» Material provided
//! Line editor controller tests
//!
//! The editor is driven with decoded events and a recording terminal, so
//! these tests check transitions independent of escape bytes.

use pretty_assertions::assert_eq;
use rust_uart_shell::console::decoder::DecodedEvent;
use rust_uart_shell::console::editor::{LineEditor, Outcome};
use rust_uart_shell::console::line_buffer::{Erased, LineBuffer, LINE_SIZE};
use rust_uart_shell::console::redraw::Redraw;
use rust_uart_shell::console::EditError;

#[derive(Debug, Clone, PartialEq, Eq)]
enum Call {
    Echo(u8),
    Erase(Erased),
    Left,
    Right,
    Line(Vec<u8>, usize),
    Prompt,
}

#[derive(Default)]
struct RecordingTerm {
    calls: Vec<Call>,
}

impl Redraw for RecordingTerm {
    fn echo_char(&mut self, byte: u8) {
        self.calls.push(Call::Echo(byte));
    }

    fn echo_erase(&mut self, erased: Erased) {
        self.calls.push(Call::Erase(erased));
    }

    fn cursor_left(&mut self) {
        self.calls.push(Call::Left);
    }

    fn cursor_right(&mut self) {
        self.calls.push(Call::Right);
    }

    fn redraw_line(&mut self, _prompt: &str, line: &LineBuffer) {
        self.calls.push(Call::Line(line.as_bytes().to_vec(), line.cursor()));
    }

    fn redraw_prompt(&mut self, _prompt: &str) {
        self.calls.push(Call::Prompt);
    }
}

struct Harness<const D: usize = 16> {
    editor: LineEditor<D>,
    term: RecordingTerm,
    lines: Vec<Vec<u8>>,
}

impl<const D: usize> Harness<D> {
    fn new() -> Self {
        Self {
            editor: LineEditor::new("> "),
            term: RecordingTerm::default(),
            lines: Vec::new(),
        }
    }

    fn send(&mut self, event: DecodedEvent) -> Outcome {
        let lines = &mut self.lines;
        let mut consumer = |line: &[u8]| lines.push(line.to_vec());
        self.editor.handle(event, &mut self.term, &mut consumer)
    }

    fn type_text(&mut self, text: &str) {
        for &b in text.as_bytes() {
            self.send(DecodedEvent::Printable(b));
        }
    }

    fn enter_line(&mut self, text: &str) -> Outcome {
        self.type_text(text);
        self.send(DecodedEvent::Enter)
    }

    fn buffer(&self) -> &[u8] {
        self.editor.line().as_bytes()
    }
}

#[test]
fn test_typing_echoes_each_byte() {
    let mut h: Harness = Harness::new();
    h.type_text("help");

    assert_eq!(h.buffer(), b"help");
    assert_eq!(h.editor.line().cursor(), h.editor.line().high_water());
    assert_eq!(
        h.term.calls,
        vec![Call::Echo(b'h'), Call::Echo(b'e'), Call::Echo(b'l'), Call::Echo(b'p')]
    );
}

#[test]
fn test_enter_hands_line_to_consumer() {
    let mut h: Harness = Harness::new();
    let outcome = h.enter_line("get pwmFreq");

    assert_eq!(outcome, Outcome::Committed { slot: 0, len: 11 });
    assert_eq!(h.lines, vec![b"get pwmFreq".to_vec()]);
    assert_eq!(h.editor.history().line(0), b"get pwmFreq");
    assert_eq!(h.editor.history().write_index(), 1);
    assert!(h.editor.line().is_empty());
    assert_eq!(h.term.calls.last(), Some(&Call::Prompt));
}

#[test]
fn test_enter_on_empty_line() {
    let mut h: Harness = Harness::new();
    let outcome = h.send(DecodedEvent::Enter);

    assert_eq!(outcome, Outcome::Absorbed(EditError::EmptyCommit));
    assert!(h.lines.is_empty());
    assert_eq!(h.editor.history().write_index(), 0);
    assert_eq!(h.term.calls, vec![Call::Prompt]);
}

#[test]
fn test_up_arrow_walks_history() {
    let mut h: Harness = Harness::new();
    h.enter_line("cmdA");
    h.enter_line("cmdB");

    assert_eq!(h.send(DecodedEvent::ArrowUp), Outcome::Applied);
    assert_eq!(h.buffer(), b"cmdB");
    assert_eq!(h.send(DecodedEvent::ArrowUp), Outcome::Applied);
    assert_eq!(h.buffer(), b"cmdA");

    h.term.calls.clear();
    assert_eq!(
        h.send(DecodedEvent::ArrowUp),
        Outcome::Absorbed(EditError::HistoryExhausted)
    );
    assert_eq!(h.buffer(), b"cmdA");
    assert!(h.term.calls.is_empty()); // no redraw on a refused recall
}

#[test]
fn test_recall_restores_saved_cursor() {
    let mut h: Harness = Harness::new();
    h.type_text("set pwmDuty 40");
    h.send(DecodedEvent::ArrowLeft);
    h.send(DecodedEvent::ArrowLeft);
    h.send(DecodedEvent::Enter);

    h.send(DecodedEvent::ArrowUp);
    assert_eq!(h.buffer(), b"set pwmDuty 40");
    assert_eq!(h.editor.line().cursor(), 12);
    assert_eq!(h.term.calls.last(), Some(&Call::Line(b"set pwmDuty 40".to_vec(), 12)));
}

#[test]
fn test_down_arrow_returns_to_blank_line() {
    let mut h: Harness = Harness::new();
    h.enter_line("first");
    h.enter_line("second");

    h.send(DecodedEvent::ArrowUp);
    h.send(DecodedEvent::ArrowUp);
    assert_eq!(h.buffer(), b"first");

    assert_eq!(h.send(DecodedEvent::ArrowDown), Outcome::Applied);
    assert_eq!(h.buffer(), b"second");

    assert_eq!(h.send(DecodedEvent::ArrowDown), Outcome::Applied);
    assert!(h.editor.line().is_empty());
    assert_eq!(h.term.calls.last(), Some(&Call::Line(Vec::new(), 0)));

    assert_eq!(
        h.send(DecodedEvent::ArrowDown),
        Outcome::Absorbed(EditError::HistoryExhausted)
    );
}

#[test]
fn test_down_arrow_without_history() {
    let mut h: Harness = Harness::new();
    h.type_text("abc");
    assert_eq!(
        h.send(DecodedEvent::ArrowDown),
        Outcome::Absorbed(EditError::HistoryExhausted)
    );
    assert_eq!(h.buffer(), b"abc");
}

#[test]
fn test_wraparound_drops_oldest() {
    let mut h: Harness<4> = Harness::new();
    for i in 0..5 {
        h.enter_line(&format!("cmd{}", i));
    }

    let mut recalled = Vec::new();
    for _ in 0..4 {
        h.send(DecodedEvent::ArrowUp);
        recalled.push(h.buffer().to_vec());
    }
    assert_eq!(
        recalled,
        vec![b"cmd4".to_vec(), b"cmd3".to_vec(), b"cmd2".to_vec(), b"cmd1".to_vec()]
    );
    assert!(!recalled.contains(&b"cmd0".to_vec()));
    assert_eq!(
        h.send(DecodedEvent::ArrowUp),
        Outcome::Absorbed(EditError::HistoryExhausted)
    );
}

#[test]
fn test_backspace_at_end() {
    let mut h: Harness = Harness::new();
    h.type_text("helpx");
    h.term.calls.clear();

    assert_eq!(h.send(DecodedEvent::Backspace), Outcome::Applied);
    assert_eq!(h.buffer(), b"help");
    assert_eq!(h.term.calls, vec![Call::Erase(Erased::Tail)]);
}

#[test]
fn test_backspace_on_empty_line() {
    let mut h: Harness = Harness::new();
    assert_eq!(
        h.send(DecodedEvent::Backspace),
        Outcome::Absorbed(EditError::AtBoundary)
    );
    assert!(h.term.calls.is_empty());
}

#[test]
fn test_arrows_move_cursor_only() {
    let mut h: Harness = Harness::new();
    h.type_text("ab");
    h.term.calls.clear();

    assert_eq!(h.send(DecodedEvent::ArrowRight), Outcome::Absorbed(EditError::AtBoundary));
    assert_eq!(h.send(DecodedEvent::ArrowLeft), Outcome::Applied);
    assert_eq!(h.send(DecodedEvent::ArrowLeft), Outcome::Applied);
    assert_eq!(h.send(DecodedEvent::ArrowLeft), Outcome::Absorbed(EditError::AtBoundary));
    assert_eq!(h.send(DecodedEvent::ArrowRight), Outcome::Applied);

    assert_eq!(h.buffer(), b"ab");
    assert_eq!(h.editor.line().cursor(), 1);
    assert_eq!(h.term.calls, vec![Call::Left, Call::Left, Call::Right]);
}

#[test]
fn test_full_buffer_absorbs_input() {
    let mut h: Harness = Harness::new();
    for _ in 0..LINE_SIZE - 1 {
        h.send(DecodedEvent::Printable(b'x'));
    }
    h.term.calls.clear();

    assert_eq!(
        h.send(DecodedEvent::Printable(b'y')),
        Outcome::Absorbed(EditError::BufferFull)
    );
    assert_eq!(h.editor.line().len(), LINE_SIZE - 1);
    assert!(h.term.calls.is_empty());
}

#[test]
fn test_clear_screen_discards_line() {
    let mut h: Harness = Harness::new();
    h.enter_line("one");
    h.send(DecodedEvent::ArrowUp);
    h.term.calls.clear();

    assert_eq!(h.send(DecodedEvent::ClearScreen), Outcome::Applied);
    assert!(h.editor.line().is_empty());
    assert!(!h.editor.history().is_browsing());
    assert_eq!(h.term.calls, vec![Call::Prompt]);
    assert_eq!(h.editor.history().len(), 1);
}

#[test]
fn test_edit_while_browsing_does_not_touch_history() {
    let mut h: Harness = Harness::new();
    h.enter_line("get pwmFreq");

    h.send(DecodedEvent::ArrowUp);
    h.send(DecodedEvent::Backspace);
    h.type_text("X");
    assert_eq!(h.buffer(), b"get pwmFreX");
    assert_eq!(h.editor.history().line(0), b"get pwmFreq");

    h.send(DecodedEvent::Enter);
    assert_eq!(h.lines.last(), Some(&b"get pwmFreX".to_vec()));
    assert_eq!(h.editor.history().line(0), b"get pwmFreq");
    assert_eq!(h.editor.history().line(1), b"get pwmFreX");
}

#[test]
fn test_ignored_event() {
    let mut h: Harness = Harness::new();
    assert_eq!(h.send(DecodedEvent::Ignored), Outcome::Ignored);
    assert!(h.term.calls.is_empty());
}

» Your instructions
Please give a count of the lines in the records where the word "const" occurs, with nothing besides it.

» Task result
2